▸ WORK TO BE COMPLETED
Every entry must be transcribed exactly as written.

********************

// SPDX-License-Identifier: Apache-2.0
// Copyright (c) 2025 Polyframe Inc.

//! Instancer configuration

use crate::strategy::StrategyConfig;
use anyhow::{bail, Context, Result};
use serde::{Deserialize, Serialize};
use std::path::{Path, PathBuf};

/// File read by [`InstancerConfig::load`] when present
pub const DEFAULT_CONFIG_FILE: &str = "autoinstance.toml";

/// How loose shells are gathered into assemblies before matching
#[derive(Debug, Clone, Copy, PartialEq, Eq, Default, Serialize, Deserialize)]
#[serde(rename_all = "lowercase")]
pub enum AssemblyMode {
    /// Match shells as they are
    #[default]
    None,
    /// Infer parent/child assemblies from proximity and size
    Hierarchy,
    /// Split into `cluster_count` spatial clusters
    Cluster,
}

impl std::str::FromStr for AssemblyMode {
    type Err = anyhow::Error;

    fn from_str(s: &str) -> Result<Self> {
        match s.to_ascii_lowercase().as_str() {
            "none" => Ok(Self::None),
            "hierarchy" => Ok(Self::Hierarchy),
            "cluster" => Ok(Self::Cluster),
            other => bail!("unknown assembly mode '{other}' (expected none, hierarchy or cluster)"),
        }
    }
}

#[derive(Debug, Clone, PartialEq, Serialize, Deserialize)]
#[serde(default)]
pub struct InstancerConfig {
    /// Geometric tolerance for every equality stage
    pub tolerance: f64,
    pub require_same_material: bool,
    pub check_uvs: bool,
    pub uv_tolerance: f64,
    /// Match whole subtrees instead of single meshes
    pub check_hierarchy: bool,
    /// Split multi-shell meshes before matching
    pub separate_combined: bool,
    pub assembly_mode: AssemblyMode,
    pub cluster_count: usize,
    /// Merge each assembly into one mesh before matching
    pub combine_assemblies: bool,
    /// Peer-body search radius as a multiple of the root's diagonal
    pub search_radius_mult: f64,
    pub area_precision: u32,
    pub eigen_precision: u32,
    pub distance_precision: u32,
    #[serde(skip_serializing_if = "Option::is_none")]
    pub strategy: Option<StrategyConfig>,
}

impl Default for InstancerConfig {
    fn default() -> Self {
        Self {
            tolerance: 0.001,
            require_same_material: true,
            check_uvs: false,
            uv_tolerance: 0.001,
            check_hierarchy: false,
            separate_combined: false,
            assembly_mode: AssemblyMode::None,
            cluster_count: 1,
            combine_assemblies: false,
            search_radius_mult: 1.5,
            area_precision: 2,
            eigen_precision: 3,
            distance_precision: 2,
            strategy: None,
        }
    }
}

impl InstancerConfig {
    /// Load configuration from a TOML file
    pub fn from_file(path: impl AsRef<Path>) -> Result<Self> {
        let content = std::fs::read_to_string(path.as_ref())
            .with_context(|| format!("Failed to read config file: {:?}", path.as_ref()))?;
        let config: InstancerConfig = toml::from_str(&content)
            .with_context(|| format!("Failed to parse config file: {:?}", path.as_ref()))?;
        config.validate()?;
        Ok(config)
    }

    /// Load `path`, or `autoinstance.toml` if it exists, then apply environment overrides
    pub fn load(path: Option<&Path>) -> Result<Self> {
        let mut config = match path {
            Some(path) => Self::from_file(path)?,
            None if PathBuf::from(DEFAULT_CONFIG_FILE).exists() => Self::from_file(DEFAULT_CONFIG_FILE)?,
            None => Self::default(),
        };

        if let Ok(tolerance) = std::env::var("AUTOINSTANCE_TOLERANCE") {
            config.tolerance = tolerance
                .parse()
                .with_context(|| format!("AUTOINSTANCE_TOLERANCE is not a number: {tolerance}"))?;
        }

        if let Ok(value) = std::env::var("AUTOINSTANCE_REQUIRE_MATERIAL") {
            config.require_same_material = value.parse().unwrap_or(config.require_same_material);
        }

        if let Ok(value) = std::env::var("AUTOINSTANCE_CHECK_UVS") {
            config.check_uvs = value.parse().unwrap_or(config.check_uvs);
        }

        if let Ok(value) = std::env::var("AUTOINSTANCE_CHECK_HIERARCHY") {
            config.check_hierarchy = value.parse().unwrap_or(config.check_hierarchy);
        }

        if let Ok(value) = std::env::var("AUTOINSTANCE_SEPARATE") {
            config.separate_combined = value.parse().unwrap_or(config.separate_combined);
        }

        if let Ok(value) = std::env::var("AUTOINSTANCE_RADIUS_MULT") {
            config.search_radius_mult = value
                .parse()
                .with_context(|| format!("AUTOINSTANCE_RADIUS_MULT is not a number: {value}"))?;
        }

        config.validate()?;
        Ok(config)
    }

    /// Save configuration to file
    pub fn save(&self, path: impl AsRef<Path>) -> Result<()> {
        let content = toml::to_string_pretty(self).context("Failed to serialize config")?;
        std::fs::write(path.as_ref(), content)
            .with_context(|| format!("Failed to write config file: {:?}", path.as_ref()))?;
        Ok(())
    }

    pub fn validate(&self) -> Result<()> {
        if !self.tolerance.is_finite() || self.tolerance < 0.0 {
            bail!("tolerance must be a finite non-negative number, got {}", self.tolerance);
        }
        if !self.uv_tolerance.is_finite() || self.uv_tolerance < 0.0 {
            bail!("uv_tolerance must be a finite non-negative number, got {}", self.uv_tolerance);
        }
        if !self.search_radius_mult.is_finite() || self.search_radius_mult <= 0.0 {
            bail!("search_radius_mult must be positive, got {}", self.search_radius_mult);
        }
        Ok(())
    }
}

#[cfg(test)]
mod tests {
    use super::*;
    use tempfile::tempdir;

    #[test]
    fn test_default_config() {
        let config = InstancerConfig::default();
        assert_eq!(config.tolerance, 0.001);
        assert!(config.require_same_material);
        assert_eq!(config.assembly_mode, AssemblyMode::None);
        assert!(config.validate().is_ok());
    }

    #[test]
    fn test_save_and_reload() -> Result<()> {
        let dir = tempdir()?;
        let path = dir.path().join("autoinstance.toml");

        let config = InstancerConfig {
            tolerance: 0.5,
            assembly_mode: AssemblyMode::Hierarchy,
            strategy: Some(StrategyConfig::default()),
            ..Default::default()
        };
        config.save(&path)?;

        let loaded = InstancerConfig::from_file(&path)?;
        assert_eq!(loaded, config);
        Ok(())
    }

    #[test]
    fn test_partial_file_uses_defaults() -> Result<()> {
        let dir = tempdir()?;
        let path = dir.path().join("partial.toml");
        std::fs::write(&path, "tolerance = 0.25\nassembly_mode = \"cluster\"\ncluster_count = 4\n")?;

        let config = InstancerConfig::from_file(&path)?;
        assert_eq!(config.tolerance, 0.25);
        assert_eq!(config.assembly_mode, AssemblyMode::Cluster);
        assert_eq!(config.cluster_count, 4);
        assert_eq!(config.search_radius_mult, 1.5);
        Ok(())
    }

    #[test]
    fn test_validation_rejects_bad_values() {
        let negative = InstancerConfig {
            tolerance: -1.0,
            ..Default::default()
        };
        assert!(negative.validate().is_err());

        let radius = InstancerConfig {
            search_radius_mult: 0.0,
            ..Default::default()
        };
        assert!(radius.validate().is_err());
    }

    #[test]
    fn test_assembly_mode_parsing() {
        assert_eq!("Hierarchy".parse::<AssemblyMode>().unwrap(), AssemblyMode::Hierarchy);
        assert!("tree".parse::<AssemblyMode>().is_err());
    }
}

********************

▸ EXERCISE SOLUTION
// SPDX-License-Identifier: Apache-2.0
// Copyright (c) 2025 Polyframe Inc.

//! Instancer configuration

use crate::strategy::StrategyConfig;
use anyhow::{bail, Context, Result};
use serde::{Deserialize, Serialize};
use std::path::{Path, PathBuf};

/// File read by [`InstancerConfig::load`] when present
pub const DEFAULT_CONFIG_FILE: &str = "autoinstance.toml";

/// How loose shells are gathered into assemblies before matching
#[derive(Debug, Clone, Copy, PartialEq, Eq, Default, Serialize, Deserialize)]
#[serde(rename_all = "lowercase")]
pub enum AssemblyMode {
    /// Match shells as they are
    #[default]
    None,
    /// Infer parent/child assemblies from proximity and size
    Hierarchy,
    /// Split into `cluster_count` spatial clusters
    Cluster,
}

impl std::str::FromStr for AssemblyMode {
    type Err = anyhow::Error;

    fn from_str(s: &str) -> Result<Self> {
        match s.to_ascii_lowercase().as_str() {
            "none" => Ok(Self::None),
            "hierarchy" => Ok(Self::Hierarchy),
            "cluster" => Ok(Self::Cluster),
            other => bail!("unknown assembly mode '{other}' (expected none, hierarchy or cluster)"),
        }
    }
}

#[derive(Debug, Clone, PartialEq, Serialize, Deserialize)]
#[serde(default)]
pub struct InstancerConfig {
    /// Geometric tolerance for every equality stage
    pub tolerance: f64,
    pub require_same_material: bool,
    pub check_uvs: bool,
    pub uv_tolerance: f64,
    /// Match whole subtrees instead of single meshes
    pub check_hierarchy: bool,
    /// Split multi-shell meshes before matching
    pub separate_combined: bool,
    pub assembly_mode: AssemblyMode,
    pub cluster_count: usize,
    /// Merge each assembly into one mesh before matching
    pub combine_assemblies: bool,
    /// Peer-body search radius as a multiple of the root's diagonal
    pub search_radius_mult: f64,
    pub area_precision: u32,
    pub eigen_precision: u32,
    pub distance_precision: u32,
    #[serde(skip_serializing_if = "Option::is_none")]
    pub strategy: Option<StrategyConfig>,
}

impl Default for InstancerConfig {
    fn default() -> Self {
        Self {
            tolerance: 0.001,
            require_same_material: true,
            check_uvs: false,
            uv_tolerance: 0.001,
            check_hierarchy: false,
            separate_combined: false,
            assembly_mode: AssemblyMode::None,
            cluster_count: 1,
            combine_assemblies: false,
            search_radius_mult: 1.5,
            area_precision: 2,
            eigen_precision: 3,
            distance_precision: 2,
            strategy: None,
        }
    }
}

impl InstancerConfig {
    /// Load configuration from a TOML file
    pub fn from_file(path: impl AsRef<Path>) -> Result<Self> {
        let content = std::fs::read_to_string(path.as_ref())
            .with_context(|| format!("Failed to read config file: {:?}", path.as_ref()))?;
        let config: InstancerConfig = toml::from_str(&content)
            .with_context(|| format!("Failed to parse config file: {:?}", path.as_ref()))?;
        config.validate()?;
        Ok(config)
    }

    /// Load `path`, or `autoinstance.toml` if it exists, then apply environment overrides
    pub fn load(path: Option<&Path>) -> Result<Self> {
        let mut config = match path {
            Some(path) => Self::from_file(path)?,
            None if PathBuf::from(DEFAULT_CONFIG_FILE).exists() => Self::from_file(DEFAULT_CONFIG_FILE)?,
            None => Self::default(),
        };

        if let Ok(tolerance) = std::env::var("AUTOINSTANCE_TOLERANCE") {
            config.tolerance = tolerance
                .parse()
                .with_context(|| format!("AUTOINSTANCE_TOLERANCE is not a number: {tolerance}"))?;
        }

        if let Ok(value) = std::env::var("AUTOINSTANCE_REQUIRE_MATERIAL") {
            config.require_same_material = value.parse().unwrap_or(config.require_same_material);
        }

        if let Ok(value) = std::env::var("AUTOINSTANCE_CHECK_UVS") {
            config.check_uvs = value.parse().unwrap_or(config.check_uvs);
        }

        if let Ok(value) = std::env::var("AUTOINSTANCE_CHECK_HIERARCHY") {
            config.check_hierarchy = value.parse().unwrap_or(config.check_hierarchy);
        }

        if let Ok(value) = std::env::var("AUTOINSTANCE_SEPARATE") {
            config.separate_combined = value.parse().unwrap_or(config.separate_combined);
        }

        if let Ok(value) = std::env::var("AUTOINSTANCE_RADIUS_MULT") {
            config.search_radius_mult = value
                .parse()
                .with_context(|| format!("AUTOINSTANCE_RADIUS_MULT is not a number: {value}"))?;
        }

        config.validate()?;
        Ok(config)
    }

    /// Save configuration to file
    pub fn save(&self, path: impl AsRef<Path>) -> Result<()> {
        let content = toml::to_string_pretty(self).context("Failed to serialize config")?;
        std::fs::write(path.as_ref(), content)
            .with_context(|| format!("Failed to write config file: {:?}", path.as_ref()))?;
        Ok(())
    }

    pub fn validate(&self) -> Result<()> {
        if !self.tolerance.is_finite() || self.tolerance < 0.0 {
            bail!("tolerance must be a finite non-negative number, got {}", self.tolerance);
        }
        if !self.uv_tolerance.is_finite() || self.uv_tolerance < 0.0 {
            bail!("uv_tolerance must be a finite non-negative number, got {}", self.uv_tolerance);
        }
        if !self.search_radius_mult.is_finite() || self.search_radius_mult <= 0.0 {
            bail!("search_radius_mult must be positive, got {}", self.search_radius_mult);
        }
        Ok(())
    }
}

#[cfg(test)]
mod tests {
    use super::*;
    use tempfile::tempdir;

    #[test]
    fn test_default_config() {
        let config = InstancerConfig::default();
        assert_eq!(config.tolerance, 0.001);
        assert!(config.require_same_material);
        assert_eq!(config.assembly_mode, AssemblyMode::None);
        assert!(config.validate().is_ok());
    }

    #[test]
    fn test_save_and_reload() -> Result<()> {
        let dir = tempdir()?;
        let path = dir.path().join("autoinstance.toml");

        let config = InstancerConfig {
            tolerance: 0.5,
            assembly_mode: AssemblyMode::Hierarchy,
            strategy: Some(StrategyConfig::default()),
            ..Default::default()
        };
        config.save(&path)?;

        let loaded = InstancerConfig::from_file(&path)?;
        assert_eq!(loaded, config);
        Ok(())
    }

    #[test]
    fn test_partial_file_uses_defaults() -> Result<()> {
        let dir = tempdir()?;
        let path = dir.path().join("partial.toml");
        std::fs::write(&path, "tolerance = 0.25\nassembly_mode = \"cluster\"\ncluster_count = 4\n")?;

        let config = InstancerConfig::from_file(&path)?;
        assert_eq!(config.tolerance, 0.25);
        assert_eq!(config.assembly_mode, AssemblyMode::Cluster);
        assert_eq!(config.cluster_count, 4);
        assert_eq!(config.search_radius_mult, 1.5);
        Ok(())
    }

    #[test]
    fn test_validation_rejects_bad_values() {
        let negative = InstancerConfig {
            tolerance: -1.0,
            ..Default::default()
        };
        assert!(negative.validate().is_err());

        let radius = InstancerConfig {
            search_radius_mult: 0.0,
            ..Default::default()
        };
        assert!(radius.validate().is_err());
    }

    #[test]
    fn test_assembly_mode_parsing() {
        assert_eq!("Hierarchy".parse::<AssemblyMode>().unwrap(), AssemblyMode::Hierarchy);
        assert!("tree".parse::<AssemblyMode>().is_err());
    }
}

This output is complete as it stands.